Work request
Return every line from the records below that has the word "managed".
-=-=-
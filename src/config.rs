use std::sync::Arc;

use log::{error, info};
use rocket::{
    fairing::{Fairing, Info, Kind},
    Build, Rocket,
};
use serde::Deserialize;
use thiserror::Error;

use crate::crypto::{CryptoError, ServerSigner};
use crate::model::{
    address::{Address, AddressError},
    network::{NetworkError, NetworkParams},
};
use crate::node::{Node, RpcNode};
use crate::store::{MongoStore, TicketStore};
use crate::vsp::{Vsp, VspStatus};

/// Application configuration, derived from `Rocket.toml` and `ROCKET_*`
/// environment variables.
#[derive(Debug, Deserialize)]
pub struct Config {
    // non-secrets
    network: String,
    #[serde(default)]
    vsp_closed: bool,
    #[serde(default)]
    vsp_closed_msg: String,
    fee_percent: f64,
    fee_address: String,
    #[serde(default = "defaults::max_alt_sign_addr_records")]
    max_alt_sign_addr_records: usize,
    #[serde(default = "defaults::max_vote_change_records")]
    max_vote_change_records: usize,
    #[serde(default = "defaults::max_clock_skew")]
    max_clock_skew: i64,
    #[serde(default = "defaults::fee_expiry")]
    fee_expiry: i64,
    #[serde(default = "defaults::required_confirmations")]
    required_confirmations: i64,
    #[serde(default = "defaults::background_interval")]
    background_interval: u64,
    // secrets
    sign_key: String,
}

mod defaults {
    pub fn max_alt_sign_addr_records() -> usize {
        3
    }
    pub fn max_vote_change_records() -> usize {
        10
    }
    pub fn max_clock_skew() -> i64 {
        300
    }
    pub fn fee_expiry() -> i64 {
        3600
    }
    pub fn required_confirmations() -> i64 {
        6
    }
    pub fn background_interval() -> u64 {
        60
    }
}

/// Fatal faults in static configuration. Any of these stops the server
/// before it accepts a request.
#[derive(Debug, Error)]
pub enum ConfigError {
    #[error(transparent)]
    Network(#[from] NetworkError),
    #[error("invalid private key: {0}")]
    SignKey(#[from] CryptoError),
    #[error("invalid fee address: {0}")]
    FeeAddress(#[from] AddressError),
    #[error("fee percentage must be in (0, 100], found {0}")]
    FeePercent(f64),
}

/// The immutable settings every component is built with.
#[derive(Debug, Clone)]
pub struct Settings {
    pub network: NetworkParams,
    pub signer: ServerSigner,
    /// Address every fee is paid to.
    pub fee_address: Address,
    pub fee_percent: f64,
    pub closed_msg: String,
    pub max_alt_sign_addr_records: usize,
    pub max_vote_change_records: usize,
    /// Seconds a request timestamp may be ahead of the server clock.
    pub max_clock_skew: i64,
    /// Seconds a newly issued fee address stays payable.
    pub fee_expiry: i64,
    pub required_confirmations: i64,
    /// Seconds between background fee processing passes.
    pub background_interval: u64,
}

impl Settings {
    /// Settings with default limits. Fails on an unusable network or a fee
    /// address that cannot receive to a key on that network.
    pub fn new(
        network: NetworkParams,
        signer: ServerSigner,
        fee_address: Address,
    ) -> Result<Self, ConfigError> {
        network.validate()?;
        if fee_address.prefix() != network.addr_prefix {
            return Err(AddressError::Network {
                expected: network.addr_prefix,
                found: fee_address.prefix(),
            }
            .into());
        }
        fee_address.verifying_key()?;
        Ok(Self {
            network,
            signer,
            fee_address,
            fee_percent: 3.0,
            closed_msg: String::new(),
            max_alt_sign_addr_records: defaults::max_alt_sign_addr_records(),
            max_vote_change_records: defaults::max_vote_change_records(),
            max_clock_skew: defaults::max_clock_skew(),
            fee_expiry: defaults::fee_expiry(),
            required_confirmations: defaults::required_confirmations(),
            background_interval: defaults::background_interval(),
        })
    }

    pub fn from_config(config: &Config) -> Result<Self, ConfigError> {
        let network = NetworkParams::from_name(&config.network)?;
        let signer = ServerSigner::from_hex_seed(&config.sign_key)?;
        let fee_address = Address::decode(&config.fee_address, &network)?;
        if !(config.fee_percent > 0.0 && config.fee_percent <= 100.0) {
            return Err(ConfigError::FeePercent(config.fee_percent));
        }
        Ok(Self {
            fee_percent: config.fee_percent,
            closed_msg: config.vsp_closed_msg.clone(),
            max_alt_sign_addr_records: config.max_alt_sign_addr_records,
            max_vote_change_records: config.max_vote_change_records,
            max_clock_skew: config.max_clock_skew,
            fee_expiry: config.fee_expiry,
            required_confirmations: config.required_confirmations,
            background_interval: config.background_interval,
            ..Self::new(network, signer, fee_address)?
        })
    }
}

/// A fairing that loads the application config, validates it, and puts the
/// resulting [`Settings`] and [`VspStatus`] into managed state.
pub struct ConfigFairing;

#[rocket::async_trait]
impl Fairing for ConfigFairing {
    fn info(&self) -> Info {
        Info {
            name: "Config",
            kind: Kind::Ignite,
        }
    }

    async fn on_ignite(&self, mut rocket: Rocket<Build>) -> rocket::fairing::Result {
        // Load the config.
        let config = match rocket.figment().extract::<Config>() {
            Ok(config) => config,
            Err(e) => {
                error!("Failed to load application config");
                rocket::config::pretty_print_error(e);
                return Err(rocket);
            }
        };
        let settings = match Settings::from_config(&config) {
            Ok(settings) => settings,
            Err(e) => {
                error!("Invalid application config: {e}");
                return Err(rocket);
            }
        };
        info!(
            "Loaded config for {} with public key {}",
            settings.network.name,
            settings.signer.public_key_base64()
        );
        let status = VspStatus::new(config.vsp_closed);
        if status.is_closed() {
            info!("VSP is closed: {}", settings.closed_msg);
        }

        // Manage the state.
        rocket = rocket.manage(Arc::new(settings)).manage(status);
        Ok(rocket)
    }
}

/// Configuration for the database.
#[derive(Deserialize)]
struct DbConfig {
    #[serde(default = "default_db_name")]
    db_name: String,
    // secrets
    db_uri: String,
}

fn default_db_name() -> String {
    "vspd".to_string()
}

/// A fairing that loads the MongoDB config, connects to the database,
/// ensures its indexes exist and places the store into managed state.
pub struct StoreFairing;

#[rocket::async_trait]
impl Fairing for StoreFairing {
    fn info(&self) -> Info {
        Info {
            name: "MongoDB",
            kind: Kind::Ignite,
        }
    }

    async fn on_ignite(&self, mut rocket: Rocket<Build>) -> rocket::fairing::Result {
        // Load the config.
        let config = match rocket.figment().extract::<DbConfig>() {
            Ok(config) => config,
            Err(e) => {
                error!("Failed to load database config");
                rocket::config::pretty_print_error(e);
                return Err(rocket);
            }
        };
        info!("Loaded database config, connecting...");
        let store = match MongoStore::connect(&config.db_uri, &config.db_name).await {
            Ok(store) => store,
            Err(e) => {
                error!("Failed to connect to database: {e}");
                return Err(rocket);
            }
        };
        info!("...database connection online!");

        // Manage the state.
        let store: Arc<dyn TicketStore> = Arc::new(store);
        rocket = rocket.manage(store);
        Ok(rocket)
    }
}

/// Configuration for the node connection.
#[derive(Deserialize)]
struct NodeConfig {
    // non-secrets
    node_url: String,
    node_user: String,
    // secrets
    node_pass: String,
}

/// A fairing that loads the node config and places a JSON-RPC node client
/// into managed state.
pub struct NodeFairing;

#[rocket::async_trait]
impl Fairing for NodeFairing {
    fn info(&self) -> Info {
        Info {
            name: "Node RPC",
            kind: Kind::Ignite,
        }
    }

    async fn on_ignite(&self, mut rocket: Rocket<Build>) -> rocket::fairing::Result {
        let config = match rocket.figment().extract::<NodeConfig>() {
            Ok(config) => config,
            Err(e) => {
                error!("Failed to load node config");
                rocket::config::pretty_print_error(e);
                return Err(rocket);
            }
        };
        info!("Using node at {}", config.node_url);
        let node: Arc<dyn Node> = Arc::new(RpcNode::new(
            config.node_url,
            config.node_user,
            config.node_pass,
        ));
        rocket = rocket.manage(node);
        Ok(rocket)
    }
}

/// A fairing that assembles the [`Vsp`] from the settings, store and node
/// placed in managed state by the fairings attached before it.
pub struct VspFairing;

#[rocket::async_trait]
impl Fairing for VspFairing {
    fn info(&self) -> Info {
        Info {
            name: "VSP",
            kind: Kind::Ignite,
        }
    }

    async fn on_ignite(&self, rocket: Rocket<Build>) -> rocket::fairing::Result {
        let parts = (
            rocket.state::<Arc<Settings>>().cloned(),
            rocket.state::<VspStatus>().cloned(),
            rocket.state::<Arc<dyn TicketStore>>().cloned(),
            rocket.state::<Arc<dyn Node>>().cloned(),
        );
        let (Some(settings), Some(status), Some(store), Some(node)) = parts else {
            error!("VSP requires config, store and node fairings to be attached first");
            return Err(rocket);
        };
        let vsp = Vsp::new(settings, store, node, status);
        Ok(rocket.manage(vsp))
    }
}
-=-=-
Task output
/// resulting [`Settings`] and [`VspStatus`] into managed state.
/// ensures its indexes exist and places the store into managed state.
/// into managed state.
/// placed in managed state by the fairings attached before it.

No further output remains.